Examples of polygenic disorders are cryptorchidism and scrotal hernia – as more than one gene is involved control is complex and will be considered in a later article.
However, major (single) gene problems are less complex - OMIA lists 29 single-locus disorders. Of these, 9 have been characterized at the molecular level, meaning that DNA testing may be used for control:
Defect | Characterised at molecular level |
Arthrogryposis | No |
Progressive ataxia | Yes |
Dwarfism | Yes |
Gangliosidosis | No |
Haemophilia A | No |
Hairless, with age-dependent emphysema | No |
Hind limb paralysis | No |
Hypercholesterolaemia | Yes |
Hypotrichosis, dominant | No |
Hypotrichosis, recessive | No |
Legless | No |
Lymphosarcoma | No |
Malignant hyperthermia (Halothane) | Yes |
Rendement Napole (RN) | Yes |
Membranoproliferative glomerulonephritis type II | Yes |
Neonatal diarrhoea, F4 | No |
Nucleoside transport defect | No |
Porphyria, congenital erythropoietic | No |
Porphyria, unclassified | No |
Progressive myopathy (Creeper) | No |
Protamine-2 deficiency | No |
Renal cysts | No |
E. coli F18 receptor - resistance to oedema disease | Yes |
Sex reversal: XX male | No |
Immotile short-tail sperm defect (ISTS) | Yes |
Tremor Campus syndrome | No |
Tremor, X-linked | No |
Vitamin D-deficiency rickets, type I (PDDR) | Yes |
Von Willebrand disease | No |
It should be noted that many of these ‘defects’ are very rare – in some cases only one confirmed case has been reported in the scientific literature. However, there are three major genes of significant importance to the industry – malignant hyperthermia/halothane/stress and the two E.coli genes (F4 and F18) – where DNA tests are available to aid breeding programmes. In addition, the incidence of ISTS has been rapidly reduced in the Finnish Yorkshire population by using marker and gene-assisted selection.

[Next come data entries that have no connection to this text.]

use axum::{
    http::StatusCode,
    response::{IntoResponse, Response},
    Json,
};
use thiserror::Error;

use crate::features::auth::clients::OAuthError;
use crate::features::files::models::object_path;
use crate::features::files::services::FileError;
use crate::shared::constants::*;
use crate::shared::types::ApiError;

#[derive(Debug, Error)]
pub enum AppError {
    #[error("File not found: {0}")]
    FileNotFound(String),

    #[error("File not found or not public: {0}")]
    FileNotPublic(String),

    #[error("File already exists: {0}")]
    FileExists(String),

    #[error("File modified concurrently: {0}")]
    FileModified(String),

    #[error("Empty file: {0}")]
    EmptyFile(String),

    #[error("Invalid file name: {0}")]
    InvalidFileName(String),

    #[error("Unsupported content type: {0}")]
    UnsupportedContentType(String),

    #[error("Invalid file header: {0}")]
    InvalidHeaderFile(String),

    #[error("Mismatch content type: {0}")]
    MismatchContentType(String),

    #[error("Nothing to delete: {0}")]
    EmptyData(String),

    #[error("Invalid token: {0}")]
    InvalidToken(String),

    #[error("Already have valid token: {0}")]
    AlreadyHaveToken(String),

    #[error("Unauthorized: {0}")]
    Unauthorized(String),

    #[error("Bad request: {0}")]
    BadRequest(String),

    #[error("Resource not found: {0}")]
    ResourceNotFound(String),

    #[error("Method not allowed: {0}")]
    MethodNotAllowed(String),

    #[error("Payload too large: {0}")]
    PayloadTooLarge(String),

    #[error("Rate limit exceeded: {0}")]
    RateLimitExceeded(String),

    #[error("Guest token rate limit exceeded: {0}")]
    TokenRateLimitExceeded(String),

    #[error("Storage timeout: {0}")]
    Timeout(String),

    #[error("External service error: {0}")]
    ExternalServiceError(String),

    #[error("Internal server error: {0}")]
    Internal(String),
}

impl AppError {
    /// Stable machine-readable kind carried in the `type` field of the error body
    pub fn error_type(&self) -> &'static str {
        match self {
            AppError::FileNotFound(_) => ERROR_TYPE_FILE_NOT_FOUND,
            AppError::FileNotPublic(_) => ERROR_TYPE_FILE_NOT_PUBLIC,
            AppError::FileExists(_) => ERROR_TYPE_FILE_EXISTS,
            AppError::FileModified(_) => ERROR_TYPE_FILE_MODIFIED,
            AppError::EmptyFile(_) => ERROR_TYPE_EMPTY_FILE,
            AppError::InvalidFileName(_) => ERROR_TYPE_INVALID_FILE_NAME,
            AppError::UnsupportedContentType(_) => ERROR_TYPE_UNSUPPORTED_TYPE,
            AppError::InvalidHeaderFile(_) => ERROR_TYPE_INVALID_HEADER_FILE,
            AppError::MismatchContentType(_) => ERROR_TYPE_MISMATCH_TYPE,
            AppError::EmptyData(_) => ERROR_TYPE_EMPTY_DATA,
            AppError::InvalidToken(_) => ERROR_TYPE_INVALID_TOKEN,
            AppError::AlreadyHaveToken(_) => ERROR_TYPE_HAVE_TOKEN,
            AppError::Unauthorized(_) => ERROR_TYPE_UNAUTHORIZED,
            AppError::BadRequest(_) => ERROR_TYPE_BAD_REQUEST,
            AppError::ResourceNotFound(_) => ERROR_TYPE_RESOURCE_NOT_FOUND,
            AppError::MethodNotAllowed(_) => ERROR_TYPE_METHOD_NOT_ALLOWED,
            AppError::PayloadTooLarge(_) => ERROR_TYPE_ENTITY_TOO_LARGE,
            AppError::RateLimitExceeded(_) => ERROR_TYPE_TOO_MANY_REQUEST,
            AppError::TokenRateLimitExceeded(_) => ERROR_TYPE_TOO_MANY_REQUEST_TOKEN,
            AppError::Timeout(_) => ERROR_TYPE_STORAGE_TIMEOUT,
            AppError::ExternalServiceError(_) => ERROR_TYPE_EXTERNAL_SERVICE,
            AppError::Internal(_) => ERROR_TYPE_UNKNOWN,
        }
    }

    pub fn status_code(&self) -> StatusCode {
        match self {
            AppError::FileNotFound(_)
            | AppError::FileNotPublic(_)
            | AppError::ResourceNotFound(_) => StatusCode::NOT_FOUND,
            AppError::FileExists(_) | AppError::FileModified(_) => StatusCode::CONFLICT,
            AppError::EmptyFile(_)
            | AppError::InvalidFileName(_)
            | AppError::MismatchContentType(_)
            | AppError::EmptyData(_)
            | AppError::InvalidToken(_)
            | AppError::AlreadyHaveToken(_)
            | AppError::BadRequest(_) => StatusCode::BAD_REQUEST,
            AppError::UnsupportedContentType(_) => StatusCode::UNSUPPORTED_MEDIA_TYPE,
            AppError::InvalidHeaderFile(_) => StatusCode::UNPROCESSABLE_ENTITY,
            AppError::Unauthorized(_) => StatusCode::UNAUTHORIZED,
            AppError::MethodNotAllowed(_) => StatusCode::METHOD_NOT_ALLOWED,
            AppError::PayloadTooLarge(_) => StatusCode::PAYLOAD_TOO_LARGE,
            AppError::RateLimitExceeded(_) | AppError::TokenRateLimitExceeded(_) => {
                StatusCode::TOO_MANY_REQUESTS
            }
            AppError::Timeout(_) => StatusCode::GATEWAY_TIMEOUT,
            AppError::ExternalServiceError(_) => StatusCode::BAD_GATEWAY,
            AppError::Internal(_) => StatusCode::INTERNAL_SERVER_ERROR,
        }
    }
}

impl IntoResponse for AppError {
    fn into_response(self) -> Response {
        let status = self.status_code();
        let error_type = self.error_type();

        let description = match self {
            AppError::Internal(msg) => {
                tracing::error!("Internal error: {}", msg);
                "Something went wrong, please try again later".to_string()
            }
            AppError::ExternalServiceError(msg) => {
                tracing::error!("External service error: {}", msg);
                "Identity provider is unavailable".to_string()
            }
            AppError::Timeout(msg) => {
                tracing::warn!("Storage timeout: {}", msg);
                "Storage did not respond in time, please retry".to_string()
            }
            AppError::FileNotFound(msg)
            | AppError::FileNotPublic(msg)
            | AppError::FileExists(msg)
            | AppError::FileModified(msg)
            | AppError::EmptyFile(msg)
            | AppError::InvalidFileName(msg)
            | AppError::UnsupportedContentType(msg)
            | AppError::InvalidHeaderFile(msg)
            | AppError::MismatchContentType(msg)
            | AppError::EmptyData(msg)
            | AppError::InvalidToken(msg)
            | AppError::AlreadyHaveToken(msg)
            | AppError::Unauthorized(msg)
            | AppError::BadRequest(msg)
            | AppError::ResourceNotFound(msg)
            | AppError::MethodNotAllowed(msg)
            | AppError::PayloadTooLarge(msg)
            | AppError::RateLimitExceeded(msg)
            | AppError::TokenRateLimitExceeded(msg) => msg,
        };

        (status, Json(ApiError::new(error_type, description))).into_response()
    }
}

impl From<FileError> for AppError {
    fn from(err: FileError) -> Self {
        match err {
            FileError::NotFound(key) => {
                AppError::FileNotFound(format!("File {} is not found", file_name(&key)))
            }
            FileError::NotPublic(key) => AppError::FileNotPublic(format!(
                "File {} is not found or not public",
                file_name(&key)
            )),
            FileError::AlreadyExists(key) => {
                AppError::FileExists(format!("File {} already exists", file_name(&key)))
            }
            FileError::ModifiedConcurrently(key) => AppError::FileModified(format!(
                "File {} was modified by another request, please retry",
                file_name(&key)
            )),
            FileError::EmptyBody => AppError::EmptyFile("Cannot upload empty file".to_string()),
            FileError::InvalidFileName(_) => AppError::InvalidFileName(
                "File name must be alphanumeric, underscore or dash, with an extension separated by a dot"
                    .to_string(),
            ),
            FileError::UnsupportedContentType(content_type) => AppError::UnsupportedContentType(
                format!("Unsupported Content-Type: {}", content_type),
            ),
            FileError::InvalidMetadata(e) => AppError::InvalidHeaderFile(e.to_string()),
            FileError::ExpiryPolicy(e) => AppError::InvalidHeaderFile(e.to_string()),
            FileError::MismatchContentType { .. } => AppError::MismatchContentType(
                "Please use the same content type as the original file".to_string(),
            ),
            FileError::EmptyData(owner) => {
                AppError::EmptyData(format!("No files to delete for {}", owner))
            }
            FileError::InvalidPath(e) => AppError::BadRequest(e.to_string()),
            e @ FileError::CorruptMetadata { .. } => AppError::Internal(e.to_string()),
            e @ FileError::Timeout(_) => AppError::Timeout(e.to_string()),
            FileError::Store(e) => AppError::Internal(e.to_string()),
        }
    }
}

/// Filename part of an `owner/filename` key; other values pass through
fn file_name(key: &str) -> &str {
    object_path::split(key)
        .map(|(_, filename)| filename)
        .unwrap_or(key)
}

impl From<OAuthError> for AppError {
    fn from(err: OAuthError) -> Self {
        match err {
            OAuthError::Rejected(msg) => AppError::InvalidToken(msg),
            other => AppError::ExternalServiceError(other.to_string()),
        }
    }
}

pub type Result<T> = std::result::Result<T, AppError>;

#[cfg(test)]
mod tests {
    use super::*;
    use crate::features::files::models::{MetadataError, MetadataField};

    #[test]
    fn test_file_errors_map_to_stable_kinds() {
        let cases = [
            (FileError::AlreadyExists("a.txt".into()), StatusCode::CONFLICT, "file_already_exists"),
            (FileError::EmptyBody, StatusCode::BAD_REQUEST, "invalid_empty_file"),
            (
                FileError::UnsupportedContentType("x/y".into()),
                StatusCode::UNSUPPORTED_MEDIA_TYPE,
                "unsupported_content_type",
            ),
            (
                FileError::InvalidMetadata(MetadataError::InvalidHeader(MetadataField::IsPublic)),
                StatusCode::UNPROCESSABLE_ENTITY,
                "invalid_header_file",
            ),
            (FileError::EmptyData("alice".into()), StatusCode::BAD_REQUEST, "delete_empty_data"),
            (
                FileError::ModifiedConcurrently("alice/a.txt".into()),
                StatusCode::CONFLICT,
                "file_modified_concurrently",
            ),
            (
                FileError::Timeout(std::time::Duration::from_secs(1)),
                StatusCode::GATEWAY_TIMEOUT,
                "storage_timeout",
            ),
        ];

        for (err, status, kind) in cases {
            let app: AppError = err.into();
            assert_eq!(app.status_code(), status);
            assert_eq!(app.error_type(), kind);
        }
    }

    #[test]
    fn test_not_public_and_not_found_differ_only_in_kind() {
        let app: AppError = FileError::NotPublic("alice/a.txt".into()).into();
        assert_eq!(app.status_code(), StatusCode::NOT_FOUND);
        assert_eq!(app.error_type(), "file_not_found_or_not_public");
    }

    #[tokio::test]
    async fn test_file_descriptions_name_only_the_file() {
        let response = AppError::from(FileError::NotFound("alice/report.txt".into())).into_response();
        assert_eq!(response.status(), StatusCode::NOT_FOUND);
        let body = axum::body::to_bytes(response.into_body(), usize::MAX)
            .await
            .unwrap();
        let body: serde_json::Value = serde_json::from_slice(&body).unwrap();
        assert_eq!(body["description"], "File report.txt is not found");

        let app: AppError = FileError::ModifiedConcurrently("alice/report.txt".into()).into();
        assert!(!app.to_string().contains("alice/"));
    }

    #[test]
    fn test_rate_limit_errors_are_too_many_requests() {
        let app = AppError::RateLimitExceeded("slow down".into());
        assert_eq!(app.status_code(), StatusCode::TOO_MANY_REQUESTS);
        assert_eq!(app.error_type(), "too_many_request");

        let app = AppError::TokenRateLimitExceeded("slow down".into());
        assert_eq!(app.status_code(), StatusCode::TOO_MANY_REQUESTS);
        assert_eq!(app.error_type(), "too_many_request_token");
    }
}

For other traits of economic importance where DNA tests are not available, control is often unreliable due to threshold factors. However, clinical experience suggests that the following ‘rules’ usually apply:
It is unwise to use surgically ‘corrected’ animal for future breeding. Examples are in cases of atresia and hernias.
Where incidence rises rapidly above ‘normal’ levels, investigate the possibility of mycotoxins in the feed and check that diet specifications are at recommended levels. For example, low levels of certain amino acids and vitamins have been implicated in high splayleg incidence.
Environmental factors may be important so audit changes in a herd with increasing defects. Examples are rectal prolapse (increased coughing, diarrhoea, fighting, new pens with incorrect floor fall, etc) and splayleg (floor condition in the farrowing house).
As a last resort in a herd with a high incidence causing severe economic loss, consider a culling programme of affected individuals plus the parents and the sibs. However, keep accurate records to monitor the situation as often the incidence declines independent of the culling programme!